Quand plus rien dans le monde ne sera drôle, sans doute restera-t-il encore la bourgeoisie new-yorkaise: véritable parade de m’as-tu-vu qui crachent leur argent à la pelle mais dispensent la sincérité à la petite cuiller, et dont il vaut mieux rire, c’est entendu. L’écrivain américain J. P. Donleavy, qui ne s’est pas privé ailleurs d’en relever les travers, récidive avec son dixième livre traduit en français: La dame qui aimait les toilettes propres, sous-titré «Chronique d’une des plus étranges histoires colportées dans les environs de
New York».

Écrit dans un style télégraphique, sautant sans raison apparente de la première à la troisième personne, le court roman a ces marques de l’urgence et de l’authenticité que l’on trouverait plus particulièrement dans un journal intime, mais qu’un humour grinçant place plus sûrement du côté du conte burlesque. Il raconte l’histoire de Jocelyn Guenevere Marchantière Jones, 42 ans, domiciliée rue Winnapoopoo (!), dans la banlieue new-yorkaise très huppée de Scarsdale, avec mari et enfants.

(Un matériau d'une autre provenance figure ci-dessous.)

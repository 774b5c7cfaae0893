use crate::error::KeyMapperError;
use crate::model::flags::TRIGGER_TO_KEY;
use crate::model::{self, v6, v7};
use log::info;
use rusqlite::Connection;

use super::rows::{self, Columns, KeymapRow};

/// Schema Upgrade: Version 6 → 7
///
/// Trigger keys get their own `flags`. "Don't override the default action"
/// becomes "do not consume key event" on each key, so a later edit can turn it
/// off for one key without touching the others.
pub const UPGRADE_6_TO_7_POST_SQL: &str = r#"
UPDATE meta SET value = '7' WHERE key = 'schema_version';
"#;

pub fn migrate_6_to_7(conn: &Connection) -> Result<(), KeyMapperError> {
    let count = rows::rewrite_keymaps(conn, Columns::Base, transform)?;
    info!("Migration 6→7: Added key flags to {} keymaps", count);
    Ok(())
}

pub fn transform(row: KeymapRow) -> Result<KeymapRow, KeyMapperError> {
    let old: v6::Trigger = model::decode(row.id, "trigger", &row.trigger)?;

    let key_flags = TRIGGER_TO_KEY.translate(old.flags);
    let trigger = v7::Trigger {
        keys: old
            .keys
            .into_iter()
            .map(|key| v7::TriggerKey {
                key_code: key.key_code,
                device_id: key.device_id,
                click_type: key.click_type,
                flags: key_flags,
            })
            .collect(),
        extras: old.extras,
        mode: old.mode,
        flags: TRIGGER_TO_KEY.strip(old.flags),
    };

    Ok(KeymapRow {
        trigger: model::encode(&trigger)?,
        ..row
    })
}
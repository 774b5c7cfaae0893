use crate::error::KeyMapperError;
use log::debug;
use rusqlite::{params, Connection, OptionalExtension, Row};

/// Which column set the `keymaps` table has at the version being migrated.
#[derive(Debug, Clone, Copy, PartialEq, Eq)]
pub enum Columns {
    /// Versions 2–8.
    Base,
    /// Versions 9 and later.
    WithUid,
}

/// A `keymaps` row with its JSON columns still encoded.
#[derive(Debug, Clone, PartialEq, Eq)]
pub struct KeymapRow {
    pub id: i64,
    pub trigger: String,
    pub action_list: String,
    pub constraint_list: String,
    pub constraint_mode: i64,
    pub flags: i64,
    pub folder_name: Option<String>,
    pub is_enabled: bool,
    pub uid: Option<String>,
}

const BASE_COLUMNS: &str =
    "id, trigger, action_list, constraint_list, constraint_mode, flags, folder_name, is_enabled";

impl KeymapRow {
    fn from_row(row: &Row, columns: Columns) -> rusqlite::Result<Self> {
        Ok(KeymapRow {
            id: row.get(0)?,
            trigger: row.get(1)?,
            action_list: row.get(2)?,
            constraint_list: row.get(3)?,
            constraint_mode: row.get(4)?,
            flags: row.get(5)?,
            folder_name: row.get(6)?,
            is_enabled: row.get(7)?,
            uid: match columns {
                Columns::Base => None,
                Columns::WithUid => Some(row.get(8)?),
            },
        })
    }
}

pub fn load_keymaps(conn: &Connection, columns: Columns) -> Result<Vec<KeymapRow>, KeyMapperError> {
    let sql = match columns {
        Columns::Base => format!("SELECT {} FROM keymaps ORDER BY id ASC", BASE_COLUMNS),
        Columns::WithUid => format!("SELECT {}, uid FROM keymaps ORDER BY id ASC", BASE_COLUMNS),
    };

    let mut stmt = conn.prepare(&sql)?;
    let rows = stmt
        .query_map([], |row| KeymapRow::from_row(row, columns))?
        .collect::<Result<Vec<_>, _>>()?;

    Ok(rows)
}

pub fn load_keymap(conn: &Connection, columns: Columns, id: i64) -> Result<Option<KeymapRow>, KeyMapperError> {
    let sql = match columns {
        Columns::Base => format!("SELECT {} FROM keymaps WHERE id = ?", BASE_COLUMNS),
        Columns::WithUid => format!("SELECT {}, uid FROM keymaps WHERE id = ?", BASE_COLUMNS),
    };

    let row = conn
        .query_row(&sql, [id], |row| KeymapRow::from_row(row, columns))
        .optional()?;

    Ok(row)
}

pub fn update_keymap(conn: &Connection, row: &KeymapRow) -> Result<(), KeyMapperError> {
    let updated = match &row.uid {
        None => conn.execute(
            "UPDATE keymaps
             SET trigger = ?, action_list = ?, constraint_list = ?, constraint_mode = ?,
                 flags = ?, folder_name = ?, is_enabled = ?
             WHERE id = ?",
            params![
                row.trigger,
                row.action_list,
                row.constraint_list,
                row.constraint_mode,
                row.flags,
                row.folder_name,
                row.is_enabled,
                row.id,
            ],
        )?,
        Some(uid) => conn.execute(
            "UPDATE keymaps
             SET trigger = ?, action_list = ?, constraint_list = ?, constraint_mode = ?,
                 flags = ?, folder_name = ?, is_enabled = ?, uid = ?
             WHERE id = ?",
            params![
                row.trigger,
                row.action_list,
                row.constraint_list,
                row.constraint_mode,
                row.flags,
                row.folder_name,
                row.is_enabled,
                uid,
                row.id,
            ],
        )?,
    };

    if updated != 1 {
        return Err(KeyMapperError::transformation(
            row.id,
            format!("expected to update 1 row, updated {}", updated),
        ));
    }
    Ok(())
}

/// Load every keymap, run `transform` over it and write it back in place.
///
/// All rows are decoded and transformed before the first write, so a bad row
/// fails the step before anything is touched. Returns the number of rows written.
pub fn rewrite_keymaps<F>(conn: &Connection, columns: Columns, mut transform: F) -> Result<usize, KeyMapperError>
where
    F: FnMut(KeymapRow) -> Result<KeymapRow, KeyMapperError>,
{
    let rows = load_keymaps(conn, columns)?;

    let mut rewritten = Vec::with_capacity(rows.len());
    for row in rows {
        let id = row.id;
        let new_row = transform(row)?;
        if new_row.id != id {
            return Err(KeyMapperError::transformation(
                id,
                format!("transformer changed the id to {}", new_row.id),
            ));
        }
        rewritten.push(new_row);
    }

    for row in &rewritten {
        debug!("Rewriting keymap {}", row.id);
        update_keymap(conn, row)?;
    }

    Ok(rewritten.len())
}
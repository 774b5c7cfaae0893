use std::path::PathBuf;
use std::sync::{Arc, Mutex, MutexGuard};

use log::info;

use crate::database::Database;
use crate::error::KeyMapperError;
use crate::keymaps::KeyMapRepository;

/// Where the keymap store lives.
#[derive(Debug, Clone, PartialEq, Eq)]
pub enum DatabaseLocation {
    File(PathBuf),
    InMemory,
}

type Entry<T> = Mutex<Option<Arc<T>>>;

/// The long-lived services of the application, opened on first use.
///
/// Built once at startup and passed to whatever needs the store. When both
/// entries are locked, `keymaps` is always taken before `database`.
pub struct AppContext {
    location: DatabaseLocation,
    database: Entry<Mutex<Database>>,
    keymaps: Entry<KeyMapRepository>,
}

fn lock<T>(entry: &Entry<T>) -> Result<MutexGuard<'_, Option<Arc<T>>>, KeyMapperError> {
    entry
        .lock()
        .map_err(|_| KeyMapperError::Error("Context entry lock poisoned".to_string()))
}

impl AppContext {
    pub fn new(location: DatabaseLocation) -> Self {
        AppContext {
            location,
            database: Mutex::new(None),
            keymaps: Mutex::new(None),
        }
    }

    pub fn location(&self) -> &DatabaseLocation {
        &self.location
    }

    /// The open store. The first call opens it and runs any pending
    /// migration; the handle is only published once that has succeeded.
    pub fn database(&self) -> Result<Arc<Mutex<Database>>, KeyMapperError> {
        let mut entry = lock(&self.database)?;
        if let Some(db) = entry.as_ref() {
            return Ok(Arc::clone(db));
        }

        let db = match &self.location {
            DatabaseLocation::File(path) => Database::open(path)?,
            DatabaseLocation::InMemory => Database::open_in_memory()?,
        };
        let db = Arc::new(Mutex::new(db));
        *entry = Some(Arc::clone(&db));
        Ok(db)
    }

    pub fn keymaps(&self) -> Result<Arc<KeyMapRepository>, KeyMapperError> {
        let mut entry = lock(&self.keymaps)?;
        if let Some(repo) = entry.as_ref() {
            return Ok(Arc::clone(repo));
        }

        let repo = Arc::new(KeyMapRepository::new(self.database()?));
        *entry = Some(Arc::clone(&repo));
        Ok(repo)
    }

    /// Drop every entry. The next access opens them again.
    ///
    /// A file store keeps its data. An in-memory store lives only as long as
    /// its connection, so after a release the next access starts empty.
    pub fn release(&self) -> Result<(), KeyMapperError> {
        let mut keymaps = lock(&self.keymaps)?;
        let mut database = lock(&self.database)?;
        let was_open = database.is_some();
        *keymaps = None;
        *database = None;
        if was_open {
            info!("Released keymap store");
        }
        Ok(())
    }

    pub fn is_open(&self) -> Result<bool, KeyMapperError> {
        Ok(lock(&self.database)?.is_some())
    }
}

Élevée pour être ni plus ni moins qu’une snob («ton snobisme est ce que tu possèdes de plus précieux au monde, chéris-le», se répète-t-elle), fréquentant les bons endroits, les bonnes personnes, et surveillant de près ses manières et celles des autres, Jocelyn a forcément toujours été aveugle à la violence, à la pauvreté, au désarroi du reste du monde. Mais lorsque son mari la quitte et que tous ses avoirs sont maladroitement dilapidés, elle se retrouve aux premières loges de la misère. Un sujet qui n’est pas nouveau, certes, mais que J. P. Donleavy traite avec une légèreté caustique, délicieuse. Traduit de l’anglais par Pierre Guglielmina, Calmann-Lévy, 1998, 158 p.